Personal information
- Born: September 25, 1935 Kankakee, Illinois, U.S.
- Died: April 7, 2020 (aged 83) Windsor, Colorado, U.S.
- Listed height: 6 ft 6 in (1.98 m)
- Listed weight: 195 lb (88 kg)

Career information
- College: Illinois (1954-1957)
- NBA draft: 1957: 2nd round, 11th overall pick
- Drafted by: Minneapolis Lakers
- Position: Small forward

Career history

Playing
- 1954–1957: Illinois

Coaching
- 1967–1974: Illinois
- Stats at Basketball Reference

= Harv Schmidt =

American basketball player and coach (1935–2020)
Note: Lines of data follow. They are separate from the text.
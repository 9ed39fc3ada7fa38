//! muxterm replay tool
//!
//! Plays a captured VT byte stream through the terminal engine and paints
//! the result. On a live terminal the playback runs frame by frame inside
//! the alternate screen; with redirected output it emits one final frame of
//! plain ANSI, which makes captures easy to diff in scripts and tests.
//!
//! ```text
//! muxterm capture.vt             # replay a recording
//! cat capture.vt | muxterm -     # same, from stdin
//! muxterm --cols 132 capture.vt  # override the viewport
//! ```

use std::env;
use std::fs::File;
use std::io::{self, Read, Write};
use std::time::Duration;

use anyhow::{bail, Context, Result};
use crossterm::{
    cursor::{Hide, MoveTo, Show},
    execute,
    terminal::{self, EnterAlternateScreen, LeaveAlternateScreen},
};
use tracing::{debug, info};
use tracing_subscriber::{fmt, EnvFilter};

use muxterm::render::{ColorMode, DiffRenderer, RenderPump};
use muxterm::{Config, Terminal};

const VERSION: &str = env!("CARGO_PKG_VERSION");
const CHUNK: usize = 4096;

struct Args {
    input: Option<String>,
    cols: Option<u16>,
    rows: Option<u16>,
    color_mode: Option<ColorMode>,
    /// Delay between chunks during live playback.
    cadence: Duration,
}

fn print_help() {
    eprintln!("muxterm {} - VT stream replay", VERSION);
    eprintln!();
    eprintln!("Usage: muxterm [OPTIONS] <FILE | ->");
    eprintln!();
    eprintln!("Options:");
    eprintln!("  --cols <N>            Viewport width (default from config)");
    eprintln!("  --rows <N>            Viewport height (default from config)");
    eprintln!("  --color <MODE>        truecolor, palette256, or vga16");
    eprintln!("  --cadence <MS>        Delay between chunks in live playback");
    eprintln!("  -v, --version         Show version");
    eprintln!("  -h, --help            Show this help");
    eprintln!();
    eprintln!("Configuration: ~/.muxterm/config.toml");
}

fn parse_args() -> Result<Args> {
    let args: Vec<String> = env::args().collect();
    let mut parsed = Args {
        input: None,
        cols: None,
        rows: None,
        color_mode: None,
        cadence: Duration::from_millis(8),
    };
    let mut i = 1;
    while i < args.len() {
        match args[i].as_str() {
            "-h" | "--help" => {
                print_help();
                std::process::exit(0);
            }
            "-v" | "--version" => {
                eprintln!("muxterm {}", VERSION);
                std::process::exit(0);
            }
            "--cols" => {
                i += 1;
                let v = args.get(i).context("--cols needs a value")?;
                parsed.cols = Some(v.parse().context("--cols must be a number")?);
            }
            "--rows" => {
                i += 1;
                let v = args.get(i).context("--rows needs a value")?;
                parsed.rows = Some(v.parse().context("--rows must be a number")?);
            }
            "--color" => {
                i += 1;
                let v = args.get(i).context("--color needs a value")?;
                parsed.color_mode = Some(match v.as_str() {
                    "truecolor" => ColorMode::TrueColor,
                    "palette256" => ColorMode::Palette256,
                    "vga16" => ColorMode::Vga16,
                    other => bail!("unknown color mode: {other}"),
                });
            }
            "--cadence" => {
                i += 1;
                let v = args.get(i).context("--cadence needs a value")?;
                let ms: u64 = v.parse().context("--cadence must be milliseconds")?;
                parsed.cadence = Duration::from_millis(ms);
            }
            arg if parsed.input.is_none() => {
                parsed.input = Some(arg.to_string());
            }
            arg => bail!("unexpected argument: {arg}"),
        }
        i += 1;
    }
    Ok(parsed)
}

/// Raw-mode and alternate-screen lifetime; restores the host terminal on
/// drop even when playback errors out.
struct ScreenGuard;

impl ScreenGuard {
    fn enter() -> Result<Self> {
        terminal::enable_raw_mode()?;
        execute!(io::stdout(), EnterAlternateScreen, Hide)?;
        Ok(Self)
    }
}

impl Drop for ScreenGuard {
    fn drop(&mut self) {
        let _ = execute!(io::stdout(), Show, LeaveAlternateScreen);
        let _ = terminal::disable_raw_mode();
    }
}

fn open_input(arg: Option<&str>) -> Result<Box<dyn Read>> {
    match arg {
        None | Some("-") => Ok(Box::new(io::stdin())),
        Some(path) => {
            let file = File::open(path).with_context(|| format!("cannot open {path}"))?;
            Ok(Box::new(file))
        }
    }
}

/// Live playback: frames go through the render pump to the real terminal.
fn replay_live(term: &mut Terminal, mut input: Box<dyn Read>, args: &Args, mode: ColorMode) -> Result<()> {
    let _guard = ScreenGuard::enter()?;
    let pump = RenderPump::spawn(mode, io::stdout());
    let mut buf = [0u8; CHUNK];
    loop {
        let n = input.read(&mut buf)?;
        if n == 0 {
            break;
        }
        term.feed(&buf[..n]);
        let replies = term.take_reply_bytes();
        if !replies.is_empty() {
            debug!(bytes = replies.len(), "dropping replies in replay mode");
        }
        pump.submit(term.grid().clone());
        if !args.cadence.is_zero() {
            std::thread::sleep(args.cadence);
        }
    }
    // Leave the final frame on screen briefly before the guard restores.
    drop(pump);
    let (x, y) = term.caret();
    execute!(io::stdout(), MoveTo(x, y), Show)?;
    std::thread::sleep(Duration::from_secs(1));
    Ok(())
}

/// Redirected output: feed everything, emit one full frame.
fn replay_batch(term: &mut Terminal, mut input: Box<dyn Read>, mode: ColorMode) -> Result<()> {
    let mut bytes = Vec::new();
    input.read_to_end(&mut bytes)?;
    term.feed(&bytes);
    let mut renderer = DiffRenderer::new(mode);
    let mut stdout = io::stdout().lock();
    let stats = renderer.render(term.grid(), &mut stdout)?;
    writeln!(stdout)?;
    stdout.flush()?;
    info!(
        bytes_in = bytes.len(),
        bytes_out = stats.bytes,
        "replay complete"
    );
    Ok(())
}

fn main() -> Result<()> {
    fmt()
        .with_env_filter(EnvFilter::from_default_env())
        .with_writer(io::stderr)
        .init();

    let args = parse_args()?;
    let config = Config::load();
    let cols = args.cols.unwrap_or(config.cols);
    let rows = args.rows.unwrap_or(config.rows);
    let mode = args.color_mode.unwrap_or(config.color_mode);

    let input = open_input(args.input.as_deref())?;
    let mut term = Terminal::with_tab_width(cols, rows, config.scrollback, config.tab_width);

    let live = args.input.is_some()
        && crossterm::tty::IsTty::is_tty(&io::stdout());
    if live {
        replay_live(&mut term, input, &args, mode)?;
    } else {
        replay_batch(&mut term, input, mode)?;
    }

    if !term.title().is_empty() {
        info!(title = term.title(), "stream set a window title");
    }
    Ok(())
}
//! Scrollback store
//!
//! An ordered sequence of logical lines, appended at the tail and evicted at
//! the head once a caller-supplied capacity is exceeded. There is one line
//! per screen-row slot; a line whose wrapped height is `h` covers the `h-1`
//! slots below it, and the covered lines' `bossid` names the coverer. The
//! `basis` maps viewport row 0 to a line index and only moves forward as new
//! content is appended past the visible window.
//!
//! All caret movement, scrolling, erasure, and printing mutations live here;
//! the interpreter translates decoded VT commands into these calls.

use std::collections::VecDeque;

use super::cell::{Brush, Cell, WidthClass};
use super::grid::Grid;
use super::line::{Line, LocusOp};

/// 2-D caret in viewport coordinates.
#[derive(Clone, Copy, Debug, Default, PartialEq, Eq)]
pub struct Caret {
    pub x: u16,
    pub y: u16,
    /// Deferred wrap: the last column was filled but the wrap has not been
    /// taken yet.
    pub pending_wrap: bool,
}

/// Ordered line store with viewport mapping and scroll-region state.
#[derive(Debug)]
pub struct Store {
    lines: VecDeque<Line>,
    next_id: u32,
    basis: usize,
    width: u16,
    height: u16,
    /// Scroll region bounds, 1-based; 0 means "use the viewport edge".
    top: u16,
    bottom: u16,
    capacity: usize,
    caret: Caret,
}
Harvard Schmidt (September 25, 1935 – April 7, 2020) was an American professional basketball player and coach. A 6 ft 6 in, 195 lb small forward from Kankakee, Illinois. Schmidt attended the University of Illinois at Urbana–Champaign, where he played from 1954 to 1957 for the men's basketball team. He also coached the Fighting Illini men's basketball team for seven years from 1967 to 1974.

Schmidt averaged 12.3 points per game for his collegiate career, playing in 65 games. He was selected in the second round (11th pick overall) of the 1957 NBA Draft by the Minneapolis Lakers.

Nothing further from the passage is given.